THE RECORDS.
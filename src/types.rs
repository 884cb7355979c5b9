// Copyright 2024-2026 The dota-archive authors.
// This file is part of dota-archive.

// dota-archive is free software: you can redistribute it and/or modify
// it under the terms of the GNU General Public License as published by
// the Free Software Foundation, either version 3 of the License, or
// (at your option) any later version.

// dota-archive is distributed in the hope that it will be useful,
// but WITHOUT ANY WARRANTY; without even the implied warranty of
// MERCHANTABILITY or FITNESS FOR A PARTICULAR PURPOSE.  See the
// GNU General Public License for more details.
// You should have received a copy of the GNU General Public License
// along with dota-archive.  If not, see <http://www.gnu.org/licenses/>.

//! Canonical domain types shared by the parser, the store and the workers.

use serde::{Deserialize, Serialize};

/// Players per team; every stored match is a full 5v5.
pub const TEAM_SIZE: usize = 5;

/// Coarse skill bracket derived from the provider's `avg_rank_tier`.
/// The tier boundaries are part of the contract with downstream readers.
#[derive(Clone, Copy, Debug, PartialEq, Eq, Serialize, Deserialize)]
pub enum RankBucket {
	Unknown,
	Low,
	Mid,
	High,
	VeryHigh,
	Immortal,
}

impl RankBucket {
	pub fn from_tier(tier: Option<i32>) -> Self {
		match tier {
			None | Some(0) => RankBucket::Unknown,
			Some(t) if t < 0 => RankBucket::Unknown,
			Some(t) if t <= 20 => RankBucket::Low,
			Some(t) if t <= 35 => RankBucket::Mid,
			Some(t) if t <= 50 => RankBucket::High,
			Some(t) if t <= 60 => RankBucket::VeryHigh,
			Some(_) => RankBucket::Immortal,
		}
	}

	pub fn as_str(&self) -> &'static str {
		match self {
			RankBucket::Unknown => "unknown",
			RankBucket::Low => "low",
			RankBucket::Mid => "mid",
			RankBucket::High => "high",
			RankBucket::VeryHigh => "very_high",
			RankBucket::Immortal => "immortal",
		}
	}

	pub fn from_str_lossy(raw: &str) -> Self {
		match raw {
			"low" => RankBucket::Low,
			"mid" => RankBucket::Mid,
			"high" => RankBucket::High,
			"very_high" => RankBucket::VeryHigh,
			"immortal" => RankBucket::Immortal,
			_ => RankBucket::Unknown,
		}
	}
}

/// A normalized match, ready for the store. Immutable once written.
#[derive(Clone, Debug, PartialEq)]
pub struct MatchRecord {
	pub match_id: i64,
	pub start_time: i64,
	pub duration: Option<i64>,
	pub patch: Option<String>,
	pub avg_rank_tier: Option<i32>,
	pub rank_bucket: RankBucket,
	pub game_mode: Option<i32>,
	pub lobby_type: Option<i32>,
	pub radiant_win: bool,
	/// Exactly five distinct hero IDs, in player-slot order.
	pub radiant_heroes: Vec<i32>,
	/// Exactly five distinct hero IDs, disjoint from `radiant_heroes`.
	pub dire_heroes: Vec<i32>,
}

/// Per-player stats attached to a match, unique on `(match_id, player_slot)`.
#[derive(Clone, Debug, Default, PartialEq)]
pub struct MatchPlayerRow {
	pub hero_id: i32,
	pub player_slot: i32,
	pub is_radiant: bool,
	pub lane: Option<i32>,
	pub lane_role: Option<i32>,
	pub gold_per_min: Option<i32>,
	pub xp_per_min: Option<i32>,
	pub kills: Option<i32>,
	pub deaths: Option<i32>,
	pub assists: Option<i32>,
	pub hero_damage: Option<i64>,
	pub tower_damage: Option<i64>,
	pub obs_placed: Option<i32>,
	pub sen_placed: Option<i32>,
	pub last_hits: Option<i32>,
	pub denies: Option<i32>,
	pub hero_healing: Option<i64>,
	pub net_worth: Option<i64>,
	/// Core items in original slot order, junk filtered, padded to six.
	pub items: [Option<i64>; 6],
}

/// Order a hero pair canonically: the smaller ID first. Every pair-aggregate
/// row is keyed this way, which is what makes the pair tables duplicate-free.
pub fn canonical_pair(x: i32, y: i32) -> (i32, i32) {
	if x < y {
		(x, y)
	} else {
		(y, x)
	}
}
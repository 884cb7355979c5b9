// Copyright 2024-2026 The dota-archive authors.
// This file is part of dota-archive.

// dota-archive is free software: you can redistribute it and/or modify
// it under the terms of the GNU General Public License as published by
// the Free Software Foundation, either version 3 of the License, or
// (at your option) any later version.

// dota-archive is distributed in the hope that it will be useful,
// but WITHOUT ANY WARRANTY; without even the implied warranty of
// MERCHANTABILITY or FITNESS FOR A PARTICULAR PURPOSE.  See the
// GNU General Public License for more details.
// You should have received a copy of the GNU General Public License
// along with dota-archive.  If not, see <http://www.gnu.org/licenses/>.

//! Match-statistics ingestion and aggregation core for a Dota 2 analytics
//! backend. Polls the upstream provider for recent matches, persists the raw
//! records, and incrementally maintains per-hero win totals, cross-team
//! matchup pairs and same-team synergy pairs over a bounded rolling window.

#![forbid(unsafe_code)]
#![deny(dead_code)]

pub mod config;
pub mod database;
mod error;
pub mod governor;
pub mod logger;
pub mod matchups;
pub mod parser;
pub mod provider;
pub mod ranker;
pub mod tokens;
pub mod types;
pub mod workers;

pub use self::config::Config;
pub use self::database::{queries, Database, DatabaseConfig, SaveOutcome};
pub use self::error::{ArchiveError, Result};
pub use self::governor::RateGovernor;
pub use self::matchups::OpponentStatsCache;
pub use self::parser::{MatchParser, ParseReject, ParsedMatch};
pub use self::provider::{MatchSource, ProviderClient};
pub use self::tokens::TokenStore;
pub use self::workers::{System, WorkerContext};

#[cfg(test)]
pub(crate) use test::initialize;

EXERCISE BRIEF. For the word "Deserialize", find all matching lines in the entries above and copy them out.

REPLY TO THE TASK.
use serde::{Deserialize, Serialize};
#[derive(Clone, Copy, Debug, PartialEq, Eq, Serialize, Deserialize)]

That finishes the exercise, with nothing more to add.